The transaction, which is expected to close within four to six months, will be funded with units in a new limited partnership exchangeable for Bridgepoint shares and Bridgepoint’s existing balance sheet resources, and will see ECP’s senior management and many of its employees becoming significant shareholders in the company. A share ownership program will be instituted across ECP’s employee base and will be designed in a similar way to the existing structures established at Bridgepoint at the time of its IPO. As a result, ECP partners will collectively become one of Bridgepoint’s largest shareholders, holding 19% of Bridgepoint’s shares pre-earn out and up to 25% assuming full earn-out, ensuring strong alignment with the future success of the platform and in driving shareholder returns. Equity awards being made available to ECP employees will also incentivise future generations of ECP colleagues.
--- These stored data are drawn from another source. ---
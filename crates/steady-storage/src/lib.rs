//! steady-storage
//!
//! S3 operations behind the hosted data/storage contract: JSON row documents
//! under table-style prefixes, media blobs, and presigned URLs.

pub mod client;
pub mod error;
pub mod objects;
pub mod rows;
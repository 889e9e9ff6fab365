use aws_sdk_bedrockruntime::types::{ContentBlock, ConversationRole, InferenceConfiguration, Message};
use tracing::info;

use crate::error::BedrockError;

/// Generation parameters forwarded to the model.
#[derive(Debug, Clone, Copy)]
pub struct GenerationParams {
    pub temperature: f32,
    pub top_p: f32,
    pub max_tokens: i32,
}

impl GenerationParams {
    /// Defaults used for motivational content, chatbot replies, and journal
    /// reflections.
    pub const STANDARD: GenerationParams = GenerationParams {
        temperature: 0.7,
        top_p: 0.95,
        max_tokens: 1024,
    };

    /// Tighter budget for the onboarding motivation blurb.
    pub const ONBOARDING: GenerationParams = GenerationParams {
        temperature: 0.7,
        top_p: 1.0,
        max_tokens: 250,
    };
}

/// Send one prompt to Bedrock Converse and return the generated text.
pub async fn generate_text(
    config: &aws_config::SdkConfig,
    model_id: &str,
    prompt: &str,
    params: GenerationParams,
) -> Result<String, BedrockError> {
    let client = aws_sdk_bedrockruntime::Client::new(config);

    let message = Message::builder()
        .role(ConversationRole::User)
        .content(ContentBlock::Text(prompt.to_string()))
        .build()
        .map_err(|e| BedrockError::Invocation(e.to_string()))?;

    let inference = InferenceConfiguration::builder()
        .temperature(params.temperature)
        .top_p(params.top_p)
        .max_tokens(params.max_tokens)
        .build();

    let response = client
        .converse()
        .model_id(model_id)
        .messages(message)
        .inference_config(inference)
        .send()
        .await
        .map_err(|e| BedrockError::Invocation(e.into_service_error().to_string()))?;

    let output_message = response
        .output()
        .and_then(|o| o.as_message().ok())
        .ok_or_else(|| BedrockError::ResponseParse("no message in response".to_string()))?;

    let text = output_message
        .content()
        .iter()
        .filter_map(|block| {
            if let ContentBlock::Text(text) = block {
                Some(text.as_str())
            } else {
                None
            }
        })
        .collect::<Vec<_>>()
        .join("");

    info!(model_id, chars = text.len(), "generated text");

    Ok(text)
}
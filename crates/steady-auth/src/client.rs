use aws_config::SdkConfig;
use aws_sdk_cognitoidentityprovider::Client;

/// Build a Cognito Identity Provider client from a loaded config.
pub fn build_client(config: &SdkConfig) -> Client {
    Client::new(config)
}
The historic growth of both firms has benefited from the minority investment positions from the funds managed by Blue Owl (formerly Dyal Capital Partners) and as part of this transaction, Blue Owl will convert its share of ECP fee related earnings into Bridgepoint equity, thereby remaining a shareholder in the enlarged group. Sumitomo Mitsui Trust Bank will retain its minority interest in ECP’s fee related earnings as the desire remains for both firms to partner in the important Japanese market.

J.P. Morgan Cazenove and Morgan Stanley served as lead financial advisors to Bridgepoint, BNP Paribas acted as joint financial adviser and joint corporate broker to Bridgepoint, and Simpson Thacher & Bartlett LLP served as legal counsel. Campbell Lutyens served as financial and strategic advisor and Bain & Co served as commercial advisor to Bridgepoint.

BofA Securities served as exclusive financial advisor to ECP, and Kirkland & Ellis served as legal counsel.